Delayed, or type IV, hypersensitivity reactions are a useful model to study the effects of new substances on the immune system. In this study, the experimental model of the delayed type hypersensitivity (DTH) reaction to ovalbumin (OVA) was used to evaluate the immunomodulating effects of low-level laser therapy (LLLT), which is used as an adjuvant therapy in medicine, dentistry, and physical therapy because of its potential anti-inflammatory and analgesic effects observed in several studies.

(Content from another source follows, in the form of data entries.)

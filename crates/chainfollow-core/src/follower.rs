//! Follower lifecycle: owns the chain-sync client and the job queue and
//! sequences their startup and shutdown.
//!
//! ```text
//! Created ──initialize──▶ Initialized ──start──▶ Started ──shutdown──▶ ShuttingDown ──▶ Stopped
//! ```
//!
//! `start` brings the queue up before the subscription; `shutdown` tears the
//! subscription down before the queue. A publish therefore never targets a
//! stopped queue.

use std::sync::Arc;

use serde::{Deserialize, Serialize};
use tracing::{error, info, warn};

use crate::config::ConnectionConfig;
use crate::error::FollowerError;
use crate::processor::EventProcessor;
use crate::queue::{JobOptions, JobQueue};
use crate::store::ProjectionStore;
use crate::transport::{ChainSyncClient, ChainSyncConnector};
use crate::types::Point;

/// Lifecycle state of a [`ChainFollower`].
#[derive(Debug, Clone, Copy, PartialEq, Eq, Serialize, Deserialize)]
pub enum FollowerState {
    /// Constructed, no transport yet.
    Created,
    /// Transport connected and bound to the event processor.
    Initialized,
    /// Queue running and chain sync active.
    Started,
    /// Tearing down the subscription and the queue.
    ShuttingDown,
    /// Terminated.
    Stopped,
}

impl std::fmt::Display for FollowerState {
    fn fmt(&self, f: &mut std::fmt::Formatter<'_>) -> std::fmt::Result {
        match self {
            Self::Created => write!(f, "created"),
            Self::Initialized => write!(f, "initialized"),
            Self::Started => write!(f, "started"),
            Self::ShuttingDown => write!(f, "shutting-down"),
            Self::Stopped => write!(f, "stopped"),
        }
    }
}

/// Follows the chain and maintains the minted-asset projection.
pub struct ChainFollower {
    store: Arc<dyn ProjectionStore>,
    processor: Arc<EventProcessor>,
    queue: Arc<dyn JobQueue>,
    connector: Box<dyn ChainSyncConnector>,
    client: Option<Box<dyn ChainSyncClient>>,
    state: FollowerState,
}

impl ChainFollower {
    pub fn new(
        store: Arc<dyn ProjectionStore>,
        queue: Arc<dyn JobQueue>,
        connector: Box<dyn ChainSyncConnector>,
    ) -> Self {
        let processor = Arc::new(EventProcessor::new(Arc::clone(&store), Arc::clone(&queue)));
        Self {
            store,
            processor,
            queue,
            connector,
            client: None,
            state: FollowerState::Created,
        }
    }

    /// Override the retry policy of published metadata-fetch jobs.
    ///
    /// Only allowed before [`ChainFollower::initialize`] binds the processor
    /// to the transport.
    pub fn set_job_options(&mut self, options: JobOptions) -> Result<(), FollowerError> {
        self.expect_state("set job options", FollowerState::Created)?;
        self.processor = Arc::new(
            EventProcessor::new(Arc::clone(&self.store), Arc::clone(&self.queue))
                .with_job_options(options),
        );
        Ok(())
    }

    pub fn state(&self) -> FollowerState {
        self.state
    }

    /// The event processor bound to the transport.
    pub fn processor(&self) -> &Arc<EventProcessor> {
        &self.processor
    }

    /// Connect the chain-sync transport and bind it to the event processor.
    pub async fn initialize(&mut self, connection: &ConnectionConfig) -> Result<(), FollowerError> {
        self.expect_state("initialize", FollowerState::Created)?;
        info!(url = %connection.url(), "Initializing");

        let client = self
            .connector
            .connect(connection, self.processor.clone())
            .await?;
        self.client = Some(client);
        self.state = FollowerState::Initialized;

        info!("Initialized");
        Ok(())
    }

    /// Start the job queue, then sync from the best of `points`.
    ///
    /// Returns the intersection the transport selected.
    pub async fn start(&mut self, points: Vec<Point>) -> Result<Point, FollowerError> {
        self.expect_state("start", FollowerState::Initialized)?;
        let client = self.client.as_ref().ok_or_else(|| FollowerError::InvalidState {
            operation: "start",
            state: self.state,
        })?;
        info!(candidates = points.len(), "Starting");

        self.queue.start().await?;

        let intersection = match client.start_sync(points).await {
            Ok(point) => point,
            Err(e) => {
                error!(error = %e, "Chain sync failed to start, stopping job queue");
                if let Err(stop_err) = self.queue.stop().await {
                    warn!(error = %stop_err, "Job queue did not stop cleanly");
                }
                return Err(e);
            }
        };

        self.state = FollowerState::Started;
        info!(intersection = %intersection, "Started");
        Ok(intersection)
    }

    /// Stop the subscription, then the job queue.
    ///
    /// The queue is stopped even if the subscription reports an error; the
    /// first error is returned.
    pub async fn shutdown(&mut self) -> Result<(), FollowerError> {
        match self.state {
            FollowerState::Stopped => return Ok(()),
            FollowerState::Created | FollowerState::Initialized => {
                info!(state = %self.state, "Shutting down before start");
                self.client = None;
                self.state = FollowerState::Stopped;
                return Ok(());
            }
            FollowerState::ShuttingDown => {
                return Err(FollowerError::InvalidState {
                    operation: "shutdown",
                    state: self.state,
                })
            }
            FollowerState::Started => {}
        }

        info!("Shutting down");
        self.state = FollowerState::ShuttingDown;

        let sync_result = match self.client.take() {
            Some(client) => client.shutdown().await,
            None => Ok(()),
        };
        if let Err(e) = &sync_result {
            error!(error = %e, "Chain sync ended with an error");
        }

        let queue_result = self.queue.stop().await;
        if let Err(e) = &queue_result {
            error!(error = %e, "Job queue failed to stop");
        }

        self.state = FollowerState::Stopped;
        info!("Shutdown complete");
        sync_result.and(queue_result)
    }

    fn expect_state(
        &self,
        operation: &'static str,
        expected: FollowerState,
    ) -> Result<(), FollowerError> {
        if self.state == expected {
            Ok(())
        } else {
            Err(FollowerError::InvalidState {
                operation,
                state: self.state,
            })
        }
    }
}

// ─── Tests ────────────────────────────────────────────────────────────────────

#[cfg(test)]
mod tests {
    use super::*;
    use crate::asset::Asset;
    use crate::transport::ChainSyncHandler;
    use async_trait::async_trait;
    use std::sync::Mutex;

    type CallLog = Arc<Mutex<Vec<&'static str>>>;

    struct NullStore;

    #[async_trait]
    impl ProjectionStore for NullStore {
        async fn has_asset(&self, _asset_id: &str) -> Result<bool, FollowerError> {
            Ok(false)
        }
        async fn insert_assets(&self, _assets: &[Asset]) -> Result<(), FollowerError> {
            Ok(())
        }
        async fn delete_assets_after_slot(&self, _slot: u64) -> Result<u64, FollowerError> {
            Ok(0)
        }
    }

    struct LoggingQueue {
        log: CallLog,
        fail_stop: bool,
    }

    #[async_trait]
    impl JobQueue for LoggingQueue {
        async fn publish(
            &self,
            _name: &str,
            _payload: serde_json::Value,
            _options: JobOptions,
        ) -> Result<(), FollowerError> {
            self.log.lock().unwrap().push("queue.publish");
            Ok(())
        }
        async fn start(&self) -> Result<(), FollowerError> {
            self.log.lock().unwrap().push("queue.start");
            Ok(())
        }
        async fn stop(&self) -> Result<(), FollowerError> {
            self.log.lock().unwrap().push("queue.stop");
            if self.fail_stop {
                return Err(FollowerError::Queue("stop failed".into()));
            }
            Ok(())
        }
    }

    struct LoggingClient {
        log: CallLog,
        fail_start: bool,
        fail_shutdown: bool,
    }

    #[async_trait]
    impl ChainSyncClient for LoggingClient {
        async fn start_sync(&self, points: Vec<Point>) -> Result<Point, FollowerError> {
            self.log.lock().unwrap().push("sync.start");
            if self.fail_start {
                return Err(FollowerError::Transport("no intersection".into()));
            }
            Ok(points.into_iter().next().unwrap_or(Point::Origin))
        }
        async fn shutdown(&self) -> Result<(), FollowerError> {
            self.log.lock().unwrap().push("sync.shutdown");
            if self.fail_shutdown {
                return Err(FollowerError::Store("last event failed".into()));
            }
            Ok(())
        }
    }

    #[derive(Default)]
    struct Faults {
        connect: bool,
        start_sync: bool,
        sync_shutdown: bool,
        queue_stop: bool,
    }

    struct LoggingConnector {
        log: CallLog,
        faults: Faults,
    }

    #[async_trait]
    impl ChainSyncConnector for LoggingConnector {
        async fn connect(
            &self,
            _config: &ConnectionConfig,
            _handler: Arc<dyn ChainSyncHandler>,
        ) -> Result<Box<dyn ChainSyncClient>, FollowerError> {
            self.log.lock().unwrap().push("connect");
            if self.faults.connect {
                return Err(FollowerError::Transport("connection refused".into()));
            }
            Ok(Box::new(LoggingClient {
                log: self.log.clone(),
                fail_start: self.faults.start_sync,
                fail_shutdown: self.faults.sync_shutdown,
            }))
        }
    }

    fn follower(faults: Faults) -> (ChainFollower, CallLog) {
        let log: CallLog = Arc::new(Mutex::new(Vec::new()));
        let queue = Arc::new(LoggingQueue {
            log: log.clone(),
            fail_stop: faults.queue_stop,
        });
        let connector = Box::new(LoggingConnector {
            log: log.clone(),
            faults,
        });
        (ChainFollower::new(Arc::new(NullStore), queue, connector), log)
    }

    fn calls(log: &CallLog) -> Vec<&'static str> {
        log.lock().unwrap().clone()
    }

    #[tokio::test]
    async fn full_lifecycle_ordering() {
        let (mut f, log) = follower(Faults::default());
        assert_eq!(f.state(), FollowerState::Created);

        f.initialize(&ConnectionConfig::default()).await.unwrap();
        assert_eq!(f.state(), FollowerState::Initialized);

        let at = f.start(vec![Point::at(5, "h")]).await.unwrap();
        assert_eq!(at, Point::at(5, "h"));
        assert_eq!(f.state(), FollowerState::Started);

        f.shutdown().await.unwrap();
        assert_eq!(f.state(), FollowerState::Stopped);

        assert_eq!(
            calls(&log),
            vec!["connect", "queue.start", "sync.start", "sync.shutdown", "queue.stop"]
        );
    }

    #[tokio::test]
    async fn start_requires_initialize() {
        let (mut f, log) = follower(Faults::default());
        let err = f.start(vec![]).await.unwrap_err();
        assert!(matches!(
            err,
            FollowerError::InvalidState { state: FollowerState::Created, .. }
        ));
        assert!(calls(&log).is_empty());
    }

    #[tokio::test]
    async fn initialize_twice_rejected() {
        let (mut f, _log) = follower(Faults::default());
        f.initialize(&ConnectionConfig::default()).await.unwrap();
        assert!(f.initialize(&ConnectionConfig::default()).await.is_err());
    }

    #[tokio::test]
    async fn connect_failure_surfaces() {
        let (mut f, _log) = follower(Faults { connect: true, ..Default::default() });
        let err = f.initialize(&ConnectionConfig::default()).await.unwrap_err();
        assert!(err.is_transport());
        assert_eq!(f.state(), FollowerState::Created);
    }

    #[tokio::test]
    async fn failed_sync_start_stops_queue() {
        let (mut f, log) = follower(Faults { start_sync: true, ..Default::default() });
        f.initialize(&ConnectionConfig::default()).await.unwrap();
        let err = f.start(vec![]).await.unwrap_err();
        assert!(err.is_transport());
        assert_eq!(f.state(), FollowerState::Initialized);
        assert_eq!(calls(&log), vec!["connect", "queue.start", "sync.start", "queue.stop"]);
    }

    #[tokio::test]
    async fn queue_stopped_even_if_sync_shutdown_fails() {
        let (mut f, log) = follower(Faults { sync_shutdown: true, ..Default::default() });
        f.initialize(&ConnectionConfig::default()).await.unwrap();
        f.start(vec![]).await.unwrap();
        let err = f.shutdown().await.unwrap_err();
        assert!(err.is_store());
        assert_eq!(f.state(), FollowerState::Stopped);
        assert_eq!(calls(&log).last(), Some(&"queue.stop"));
    }

    #[tokio::test]
    async fn queue_stop_error_reported() {
        let (mut f, _log) = follower(Faults { queue_stop: true, ..Default::default() });
        f.initialize(&ConnectionConfig::default()).await.unwrap();
        f.start(vec![]).await.unwrap();
        assert!(f.shutdown().await.unwrap_err().is_queue());
    }

    #[tokio::test]
    async fn shutdown_before_start_touches_nothing() {
        let (mut f, log) = follower(Faults::default());
        f.initialize(&ConnectionConfig::default()).await.unwrap();
        f.shutdown().await.unwrap();
        assert_eq!(f.state(), FollowerState::Stopped);
        assert_eq!(calls(&log), vec!["connect"]);

        // idempotent once stopped
        f.shutdown().await.unwrap();
        assert!(f.start(vec![]).await.is_err());
    }

    #[tokio::test]
    async fn job_options_reach_processor() {
        let (mut f, _log) = follower(Faults::default());
        let opts = JobOptions { retry_delay_secs: 1, retry_limit: 1 };
        f.set_job_options(opts).unwrap();
        assert_eq!(f.processor().job_options(), opts);
    }

    #[tokio::test]
    async fn job_options_locked_after_initialize() {
        let (mut f, _log) = follower(Faults::default());
        f.initialize(&ConnectionConfig::default()).await.unwrap();
        let err = f
            .set_job_options(JobOptions { retry_delay_secs: 1, retry_limit: 1 })
            .unwrap_err();
        assert!(matches!(
            err,
            FollowerError::InvalidState { state: FollowerState::Initialized, .. }
        ));
        assert_eq!(f.processor().job_options(), JobOptions::METADATA_FETCH);
    }
}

The effects of LLLT (λ 780 nm, 0.06 W/cm(2) of radiation, and fluency of 3.8 J/cm(2)) in reaction to ovalbumin in Balb/C mice were examined after the induction phase of the hypersensitivity reaction. The animals treated with azathioprine (AZA), the animals that received a vehicle instead of ovalbumin, and those not immunized served as controls (n = 6 for each group). Footpad thickness measurements and hematoxylin-eosin histopathological exams were performed. Proliferation tests were also performed (spontaneous, in the presence of concanavalin A and ovalbumin) to determine the production in mononuclear cells cultures of tumor necrosis factor-alpha (TNF-α), INF-γ, and IL-10. In the group of animals irradiated with lasers and in the group treated with AZA, footpad thickness measurements were significantly reduced in comparison to the control group (p < 0.05). This reduction was accompanied by a very significant reduction in the density of the inflammatory infiltrate and by a significant reduction in the levels of TNF-α, INF-γ, and IL-10. LLLT radiation was shown to have an immunomodulating effect on DTH to OVA in Balb/C mice.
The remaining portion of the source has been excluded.